- [Exercise requirements]:
In the listing below, pick out lines with "address".

- [Raw data]:
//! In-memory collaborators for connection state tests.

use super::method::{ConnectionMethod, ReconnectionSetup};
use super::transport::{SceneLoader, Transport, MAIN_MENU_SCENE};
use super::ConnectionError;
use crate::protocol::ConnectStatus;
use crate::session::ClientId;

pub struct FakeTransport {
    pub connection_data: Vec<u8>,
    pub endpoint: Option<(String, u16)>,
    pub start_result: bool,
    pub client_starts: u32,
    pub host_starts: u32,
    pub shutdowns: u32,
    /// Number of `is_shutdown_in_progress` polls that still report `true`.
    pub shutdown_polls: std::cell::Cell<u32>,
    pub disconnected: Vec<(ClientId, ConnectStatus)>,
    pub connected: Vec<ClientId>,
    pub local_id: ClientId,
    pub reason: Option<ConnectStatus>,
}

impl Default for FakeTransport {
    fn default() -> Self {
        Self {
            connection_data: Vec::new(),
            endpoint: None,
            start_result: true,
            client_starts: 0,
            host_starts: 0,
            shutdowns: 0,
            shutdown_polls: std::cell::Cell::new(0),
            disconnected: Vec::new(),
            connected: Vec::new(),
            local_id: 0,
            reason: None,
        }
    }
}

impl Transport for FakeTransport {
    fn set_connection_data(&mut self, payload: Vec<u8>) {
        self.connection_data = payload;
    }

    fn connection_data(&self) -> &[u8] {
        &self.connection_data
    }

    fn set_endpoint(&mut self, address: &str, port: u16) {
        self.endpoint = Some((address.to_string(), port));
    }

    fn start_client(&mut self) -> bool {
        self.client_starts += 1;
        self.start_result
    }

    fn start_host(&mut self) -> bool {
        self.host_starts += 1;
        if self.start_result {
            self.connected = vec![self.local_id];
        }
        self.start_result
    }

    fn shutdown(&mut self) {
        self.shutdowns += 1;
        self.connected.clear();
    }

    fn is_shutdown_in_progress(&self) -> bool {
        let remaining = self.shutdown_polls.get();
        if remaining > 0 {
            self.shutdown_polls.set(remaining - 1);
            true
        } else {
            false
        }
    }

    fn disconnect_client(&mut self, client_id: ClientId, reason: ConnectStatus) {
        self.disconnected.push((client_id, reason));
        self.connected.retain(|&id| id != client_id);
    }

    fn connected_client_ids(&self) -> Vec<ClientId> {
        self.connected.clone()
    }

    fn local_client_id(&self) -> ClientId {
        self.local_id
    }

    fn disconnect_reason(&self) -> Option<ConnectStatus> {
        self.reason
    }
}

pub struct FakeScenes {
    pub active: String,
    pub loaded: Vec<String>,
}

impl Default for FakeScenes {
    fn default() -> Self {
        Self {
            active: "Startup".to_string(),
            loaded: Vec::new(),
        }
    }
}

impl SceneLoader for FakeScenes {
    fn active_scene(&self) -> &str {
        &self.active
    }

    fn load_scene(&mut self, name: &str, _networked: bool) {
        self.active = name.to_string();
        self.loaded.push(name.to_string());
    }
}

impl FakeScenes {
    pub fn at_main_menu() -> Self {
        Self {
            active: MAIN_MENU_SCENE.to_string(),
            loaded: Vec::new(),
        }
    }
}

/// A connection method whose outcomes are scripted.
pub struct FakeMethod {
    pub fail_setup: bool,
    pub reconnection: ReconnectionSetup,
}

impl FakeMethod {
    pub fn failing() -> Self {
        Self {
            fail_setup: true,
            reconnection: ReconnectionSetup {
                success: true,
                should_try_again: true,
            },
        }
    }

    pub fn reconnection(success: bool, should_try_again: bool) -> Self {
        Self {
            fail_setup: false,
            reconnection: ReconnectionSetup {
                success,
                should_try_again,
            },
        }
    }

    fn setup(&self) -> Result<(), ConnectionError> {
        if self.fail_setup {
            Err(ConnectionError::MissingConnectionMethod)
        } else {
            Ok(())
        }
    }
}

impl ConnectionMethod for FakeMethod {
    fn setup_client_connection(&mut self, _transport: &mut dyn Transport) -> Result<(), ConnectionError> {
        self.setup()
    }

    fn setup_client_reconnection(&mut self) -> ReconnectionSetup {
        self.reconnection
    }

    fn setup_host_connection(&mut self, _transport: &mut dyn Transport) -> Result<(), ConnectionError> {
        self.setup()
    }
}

- [Problem solution]:
    fn set_endpoint(&mut self, address: &str, port: u16) {
        self.endpoint = Some((address.to_string(), port));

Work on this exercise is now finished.